====== Supplied data ======

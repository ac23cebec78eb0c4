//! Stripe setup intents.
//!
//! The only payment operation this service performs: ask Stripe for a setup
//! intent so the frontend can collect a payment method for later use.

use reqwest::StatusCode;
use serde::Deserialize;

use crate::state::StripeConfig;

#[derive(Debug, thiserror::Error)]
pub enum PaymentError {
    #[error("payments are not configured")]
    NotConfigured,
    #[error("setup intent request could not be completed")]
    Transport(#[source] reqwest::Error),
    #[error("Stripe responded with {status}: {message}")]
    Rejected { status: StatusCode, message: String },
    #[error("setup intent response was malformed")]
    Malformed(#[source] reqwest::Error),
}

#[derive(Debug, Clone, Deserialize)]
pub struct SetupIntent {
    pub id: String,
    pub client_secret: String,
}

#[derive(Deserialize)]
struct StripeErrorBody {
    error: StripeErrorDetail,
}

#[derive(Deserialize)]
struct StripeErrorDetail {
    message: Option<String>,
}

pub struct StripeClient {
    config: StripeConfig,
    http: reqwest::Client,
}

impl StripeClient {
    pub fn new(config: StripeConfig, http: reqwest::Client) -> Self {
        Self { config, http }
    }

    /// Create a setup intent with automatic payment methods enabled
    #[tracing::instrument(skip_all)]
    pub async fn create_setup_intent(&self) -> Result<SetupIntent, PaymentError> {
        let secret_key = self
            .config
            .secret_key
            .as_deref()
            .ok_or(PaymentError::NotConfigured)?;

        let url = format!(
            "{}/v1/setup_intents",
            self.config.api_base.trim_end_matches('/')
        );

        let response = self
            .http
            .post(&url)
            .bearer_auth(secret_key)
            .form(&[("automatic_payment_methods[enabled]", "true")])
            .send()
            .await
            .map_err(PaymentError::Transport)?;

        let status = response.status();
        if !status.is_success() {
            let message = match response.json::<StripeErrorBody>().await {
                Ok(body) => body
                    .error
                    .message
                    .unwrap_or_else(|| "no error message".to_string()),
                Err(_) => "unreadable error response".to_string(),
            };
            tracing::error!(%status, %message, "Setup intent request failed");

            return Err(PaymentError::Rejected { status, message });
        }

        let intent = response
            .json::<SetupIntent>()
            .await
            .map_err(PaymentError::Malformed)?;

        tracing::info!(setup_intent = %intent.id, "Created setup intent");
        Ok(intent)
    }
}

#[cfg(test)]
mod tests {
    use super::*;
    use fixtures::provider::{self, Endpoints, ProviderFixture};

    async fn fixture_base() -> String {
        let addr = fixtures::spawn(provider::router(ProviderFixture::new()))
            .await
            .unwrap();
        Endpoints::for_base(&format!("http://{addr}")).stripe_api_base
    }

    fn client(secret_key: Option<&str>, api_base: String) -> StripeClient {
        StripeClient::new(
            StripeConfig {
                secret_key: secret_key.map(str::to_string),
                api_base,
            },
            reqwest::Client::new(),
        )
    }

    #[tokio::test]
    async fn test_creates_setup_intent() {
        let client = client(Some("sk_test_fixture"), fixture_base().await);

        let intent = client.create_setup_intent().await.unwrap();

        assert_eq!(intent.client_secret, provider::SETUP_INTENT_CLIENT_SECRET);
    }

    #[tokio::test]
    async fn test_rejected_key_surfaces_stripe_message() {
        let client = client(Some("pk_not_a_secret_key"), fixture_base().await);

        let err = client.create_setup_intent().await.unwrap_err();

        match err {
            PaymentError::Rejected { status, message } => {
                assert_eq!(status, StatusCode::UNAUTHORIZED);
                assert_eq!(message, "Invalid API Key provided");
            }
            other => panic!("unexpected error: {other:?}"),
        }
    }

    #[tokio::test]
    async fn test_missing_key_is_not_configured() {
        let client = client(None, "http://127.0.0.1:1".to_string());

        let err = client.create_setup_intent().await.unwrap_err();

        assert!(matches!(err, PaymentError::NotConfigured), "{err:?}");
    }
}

======

■ Problem to solve:
Search the data above for the word "Some", then gather each line in which it appears.

■ Output for this task:
        let client = client(Some("sk_test_fixture"), fixture_base().await);
        let client = client(Some("pk_not_a_secret_key"), fixture_base().await);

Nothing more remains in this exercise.